Dataset entries:
= Beginning of Section =

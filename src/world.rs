use thiserror::Error;

use crate::geometry::{Point, Segment};
use crate::player::{Bounds, PlayerState};

/// A wall is a non-degenerate segment in world space.
pub type Wall = Segment;

#[derive(Debug, Error, PartialEq)]
pub enum WallError {
    #[error("wall from {at} to {at} has zero length")]
    Degenerate { at: Point },
}

/// Owns every wall and the pending start point of the wall being authored.
#[derive(Default)]
pub struct WallStore {
    walls: Vec<Wall>,
    pending: Option<Point>,
}

/// Outcome of feeding one point to [`WallStore::add_point`].
#[derive(Debug, Clone, Copy, PartialEq)]
pub enum PointCapture {
    /// Point stored as the start of the next wall.
    Pending(Point),
    /// Point closed a wall, stored at this index.
    Created(usize),
}

impl WallStore {
    pub fn new() -> Self {
        Self::default()
    }

    pub fn walls(&self) -> &[Wall] {
        &self.walls
    }

    pub fn pending(&self) -> Option<Point> {
        self.pending
    }

    /// Two-phase wall capture. The first point becomes the pending start; the
    /// second closes the wall. A zero-length wall is rejected and the pending
    /// start is cleared either way, so the next point starts a fresh wall.
    pub fn add_point(&mut self, p: Point) -> Result<PointCapture, WallError> {
        match self.pending.take() {
            None => {
                self.pending = Some(p);
                Ok(PointCapture::Pending(p))
            }
            Some(start) => self.add_wall(Segment::new(start, p)).map(PointCapture::Created),
        }
    }

    /// Append a complete wall, returning its index.
    pub fn add_wall(&mut self, wall: Wall) -> Result<usize, WallError> {
        if wall.start == wall.end {
            return Err(WallError::Degenerate { at: wall.start });
        }
        self.walls.push(wall);
        Ok(self.walls.len() - 1)
    }
}

/// Everything the host loop mutates: the player pose and the wall set.
pub struct World {
    pub player: PlayerState,
    pub walls: WallStore,
    pub bounds: Bounds,
}

#[cfg(test)]
mod tests {
    use super::*;

    #[test]
    fn two_distinct_points_make_one_wall() {
        let mut store = WallStore::new();
        let a = Point::new(10.0, 20.0);
        let b = Point::new(30.0, 40.0);

        assert_eq!(store.add_point(a), Ok(PointCapture::Pending(a)));
        assert_eq!(store.pending(), Some(a));
        assert!(store.walls().is_empty());

        assert_eq!(store.add_point(b), Ok(PointCapture::Created(0)));
        assert_eq!(store.walls(), &[Segment::new(a, b)]);
        assert_eq!(store.pending(), None);
    }

    #[test]
    fn identical_points_are_rejected_and_clear_the_pending_start() {
        let mut store = WallStore::new();
        let a = Point::new(5.0, 5.0);

        store.add_point(a).unwrap();
        assert_eq!(store.add_point(a), Err(WallError::Degenerate { at: a }));
        assert!(store.walls().is_empty());
        assert_eq!(store.pending(), None);

        // The next point starts a new wall rather than closing one.
        assert!(matches!(store.add_point(a), Ok(PointCapture::Pending(_))));
    }

    #[test]
    fn walls_keep_insertion_order() {
        let mut store = WallStore::new();
        let first = Segment::new(Point::new(0.0, 0.0), Point::new(1.0, 0.0));
        let second = Segment::new(Point::new(0.0, 1.0), Point::new(1.0, 1.0));
        assert_eq!(store.add_wall(first), Ok(0));
        assert_eq!(store.add_wall(second), Ok(1));
        assert_eq!(store.walls(), &[first, second]);
    }

    #[test]
    fn add_wall_rejects_degenerate_segments() {
        let mut store = WallStore::new();
        let p = Point::new(3.0, 3.0);
        assert!(store.add_wall(Segment::new(p, p)).is_err());
        assert!(store.walls().is_empty());
    }
}
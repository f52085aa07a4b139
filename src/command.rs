use thiserror::Error;

use crate::geometry::Point;
use crate::player::{Direction, TurnDirection};
use crate::world::{PointCapture, WallError, World};

/// Discrete input, already decoded from device events.
#[derive(Debug, Clone, Copy, PartialEq)]
pub enum Command {
    Move(Direction),
    Turn(TurnDirection),
    AddWallPoint(Point),
}

#[derive(Debug, Error, PartialEq)]
pub enum CommandError {
    #[error(transparent)]
    Wall(#[from] WallError),
}

/// What a successful command changed.
#[derive(Debug, Clone, Copy, PartialEq)]
pub enum Applied {
    Moved(Point),
    Turned(f32),
    WallPoint(PointCapture),
}

/// The only place world state is mutated. Each call runs to completion before
/// the host loop casts and renders.
pub fn apply(command: Command, world: &mut World) -> Result<Applied, CommandError> {
    let applied = match command {
        Command::Move(direction) => {
            world.player.move_step(direction, world.bounds);
            Applied::Moved(world.player.position)
        }
        Command::Turn(direction) => {
            world.player.turn(direction);
            Applied::Turned(world.player.facing_deg)
        }
        Command::AddWallPoint(p) => Applied::WallPoint(world.walls.add_point(p)?),
    };

    tracing::debug!(?command, ?applied, "command applied");
    Ok(applied)
}

#[cfg(test)]
mod tests {
    use super::*;
    use crate::geometry::Segment;
    use crate::player::{Bounds, test_player};
    use crate::world::WallStore;

    fn world() -> World {
        World {
            player: test_player(),
            walls: WallStore::new(),
            bounds: Bounds {
                width: 100.0,
                height: 100.0,
            },
        }
    }

    #[test]
    fn move_and_turn_update_the_player() {
        let mut world = world();
        assert_eq!(
            apply(Command::Move(Direction::Down), &mut world),
            Ok(Applied::Moved(Point::new(50.0, 52.0)))
        );
        assert_eq!(
            apply(Command::Turn(TurnDirection::Right), &mut world),
            Ok(Applied::Turned(5.0))
        );
        assert_eq!(world.player.facing_deg, 5.0);
    }

    #[test]
    fn wall_points_build_walls() {
        let mut world = world();
        let a = Point::new(10.0, 10.0);
        let b = Point::new(10.0, 90.0);

        apply(Command::AddWallPoint(a), &mut world).unwrap();
        assert_eq!(
            apply(Command::AddWallPoint(b), &mut world),
            Ok(Applied::WallPoint(PointCapture::Created(0)))
        );
        assert_eq!(world.walls.walls(), &[Segment::new(a, b)]);
    }

    #[test]
    fn degenerate_wall_is_a_recoverable_error() {
        let mut world = world();
        let a = Point::new(10.0, 10.0);

        apply(Command::AddWallPoint(a), &mut world).unwrap();
        let err = apply(Command::AddWallPoint(a), &mut world).unwrap_err();
        assert_eq!(err, CommandError::Wall(WallError::Degenerate { at: a }));
        assert!(world.walls.walls().is_empty());

        // Later commands still work.
        assert!(apply(Command::Move(Direction::Up), &mut world).is_ok());
    }
}
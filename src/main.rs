use std::num::NonZeroU32;
use std::rc::Rc;
use std::time::Instant;

use clap::Parser;
use thiserror::Error;
use winit::application::ApplicationHandler;
use winit::dpi::PhysicalSize;
use winit::error::EventLoopError;
use winit::event::{ElementState, KeyEvent, MouseButton, WindowEvent};
use winit::event_loop::{ActiveEventLoop, ControlFlow, EventLoop};
use winit::keyboard::{KeyCode, PhysicalKey};
use winit::window::{Window, WindowId};

use crate::command::{Command, apply};
use crate::config::{Config, ConfigError};
use crate::geometry::Point;
use crate::renderer::FrameBuffer;
use crate::world::World;

mod caster;
mod command;
mod config;
mod geometry;
mod input;
mod player;
mod projector;
mod renderer;
mod world;

#[derive(Debug, Error)]
enum AppError {
    #[error("invalid configuration: {0}")]
    Config(#[from] ConfigError),
    #[error("event loop: {0}")]
    EventLoop(#[from] EventLoopError),
}

struct App {
    window: Option<Rc<Window>>,
    surface: Option<softbuffer::Surface<Rc<Window>, Rc<Window>>>,
    world: World,

    // Full-window buffer: map pane on the left, view pane on the right
    frame: FrameBuffer,
    map_width: u32,
    map_height: u32,

    cursor: Point,

    // HUD
    frame_counter: u32,
    last_fps_print: Instant,
}

impl App {
    fn new(world: World, map_width: u32, map_height: u32) -> Self {
        Self {
            window: None,
            surface: None,
            world,
            frame: FrameBuffer::new(2 * map_width as usize, map_height as usize),
            map_width,
            map_height,
            cursor: Point::default(),
            frame_counter: 0,
            last_fps_print: Instant::now(),
        }
    }

    /// Mutate, then ask for a redraw; casting and projection happen in the redraw.
    fn dispatch(&mut self, command: Command) {
        if let Err(e) = apply(command, &mut self.world) {
            tracing::warn!(error = %e, "command rejected");
        }
        if let Some(window) = &self.window {
            window.request_redraw();
        }
    }

    fn redraw(&mut self, id: WindowId) {
        let (window, surface) = match (&self.window, &mut self.surface) {
            (Some(w), Some(s)) if w.id() == id => (w, s),
            _ => return,
        };

        let size = window.inner_size();
        let (Some(dw), Some(dh)) = (NonZeroU32::new(size.width), NonZeroU32::new(size.height)) else {
            return; // Minimized window, skip drawing
        };
        if let Err(e) = surface.resize(dw, dh) {
            tracing::error!(error = %e, "failed to resize surface");
            return;
        }
        self.frame.resize(dw.get() as usize, dh.get() as usize);

        let map_width = self.map_width as f32;
        let view_width = (dw.get() as f32 - map_width).max(0.0);
        let height = dh.get() as f32;

        let hits = caster::cast(&self.world.player, self.world.walls.walls());
        let columns = projector::project(&hits, &self.world.player, view_width, height);
        tracing::debug!(
            rays = hits.len(),
            columns = columns.len(),
            "frame computed"
        );

        renderer::draw_scene(
            &mut self.frame,
            &self.world,
            &hits,
            &columns,
            map_width,
            view_width,
            height,
        );

        let mut buf = match surface.buffer_mut() {
            Ok(buf) => buf,
            Err(e) => {
                tracing::error!(error = %e, "failed to map surface buffer");
                return;
            }
        };
        buf.copy_from_slice(self.frame.pixels());
        if let Err(e) = buf.present() {
            tracing::error!(error = %e, "failed to present frame");
        }

        self.frame_counter += 1;
        let now = Instant::now();
        let elapsed = now.duration_since(self.last_fps_print).as_secs_f32();
        if elapsed >= 1.0 {
            tracing::debug!(fps = self.frame_counter as f32 / elapsed, "redraw rate");
            self.frame_counter = 0;
            self.last_fps_print = now;
        }
    }
}

impl ApplicationHandler for App {
    fn resumed(&mut self, event_loop: &ActiveEventLoop) {
        if self.window.is_some() {
            return;
        }

        let attributes = Window::default_attributes()
            .with_title("Wallcaster")
            .with_resizable(false)
            .with_inner_size(PhysicalSize::new(2 * self.map_width, self.map_height));

        let window = match event_loop.create_window(attributes) {
            Ok(window) => Rc::new(window),
            Err(e) => {
                tracing::error!(error = %e, "failed to create window");
                event_loop.exit();
                return;
            }
        };

        let surface = softbuffer::Context::new(window.clone())
            .and_then(|context| softbuffer::Surface::new(&context, window.clone()));
        let surface = match surface {
            Ok(surface) => surface,
            Err(e) => {
                tracing::error!(error = %e, "failed to create softbuffer surface");
                event_loop.exit();
                return;
            }
        };

        let size = window.inner_size();
        tracing::info!(width = size.width, height = size.height, "window created");

        window.request_redraw();
        self.surface = Some(surface);
        self.window = Some(window);
    }

    fn window_event(&mut self, event_loop: &ActiveEventLoop, id: WindowId, event: WindowEvent) {
        match event {
            WindowEvent::CloseRequested => {
                tracing::info!("close requested, stopping");
                event_loop.exit();
            }

            WindowEvent::KeyboardInput {
                event:
                    KeyEvent {
                        physical_key: PhysicalKey::Code(code),
                        state: ElementState::Pressed,
                        ..
                    },
                ..
            } => {
                if code == KeyCode::Escape {
                    event_loop.exit();
                } else if let Some(command) = input::key_command(code) {
                    self.dispatch(command);
                }
            }

            WindowEvent::CursorMoved { position, .. } => {
                self.cursor = Point::new(position.x as f32, position.y as f32);
            }

            WindowEvent::MouseInput {
                state: ElementState::Pressed,
                button: MouseButton::Left,
                ..
            } => {
                if let Some(command) = input::click_command(self.cursor, self.world.bounds) {
                    self.dispatch(command);
                }
            }

            WindowEvent::RedrawRequested => self.redraw(id),

            WindowEvent::Resized(_) => {
                if let Some(window) = &self.window {
                    window.request_redraw();
                }
            }
            _ => (),
        }
    }
}

fn main() -> Result<(), AppError> {
    tracing_subscriber::fmt::init();

    let config = Config::parse();
    let world = config.build_world()?;
    tracing::info!(
        map_width = config.width,
        map_height = config.height,
        fov = config.fov,
        rays = config.rays,
        max_distance = world.player.max_distance,
        walls = world.walls.walls().len(),
        "starting"
    );

    let event_loop = EventLoop::new()?;

    // Redraw only in response to commands and window events
    event_loop.set_control_flow(ControlFlow::Wait);

    let mut app = App::new(world, config.width, config.height);
    event_loop.run_app(&mut app)?;
    Ok(())
}
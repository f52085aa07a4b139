use winit::keyboard::KeyCode;

use crate::command::Command;
use crate::geometry::Point;
use crate::player::{Bounds, Direction, TurnDirection};

/// Command bound to a pressed key, if any.
pub fn key_command(code: KeyCode) -> Option<Command> {
    let command = match code {
        KeyCode::ArrowUp | KeyCode::KeyW => Command::Move(Direction::Up),
        KeyCode::ArrowDown | KeyCode::KeyS => Command::Move(Direction::Down),
        KeyCode::ArrowLeft | KeyCode::KeyA => Command::Move(Direction::Left),
        KeyCode::ArrowRight | KeyCode::KeyD => Command::Move(Direction::Right),
        KeyCode::KeyQ | KeyCode::Comma => Command::Turn(TurnDirection::Left),
        KeyCode::KeyE | KeyCode::Period => Command::Turn(TurnDirection::Right),
        _ => return None,
    };
    Some(command)
}

/// Left click on the map pane places a wall point at the cursor. Map pane
/// pixels are world coordinates, so no transform is needed.
pub fn click_command(cursor: Point, map: Bounds) -> Option<Command> {
    let inside = (0.0..map.width).contains(&cursor.x) && (0.0..map.height).contains(&cursor.y);
    inside.then_some(Command::AddWallPoint(cursor))
}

= End of Section =

WHAT THE EXERCISE ASKS — In the records above, find each line that holds the word "hits"; copy all such lines.

EXERCISE RESULT —
        let hits = caster::cast(&self.world.player, self.world.walls.walls());
        let columns = projector::project(&hits, &self.world.player, view_width, height);
            rays = hits.len(),
            &hits,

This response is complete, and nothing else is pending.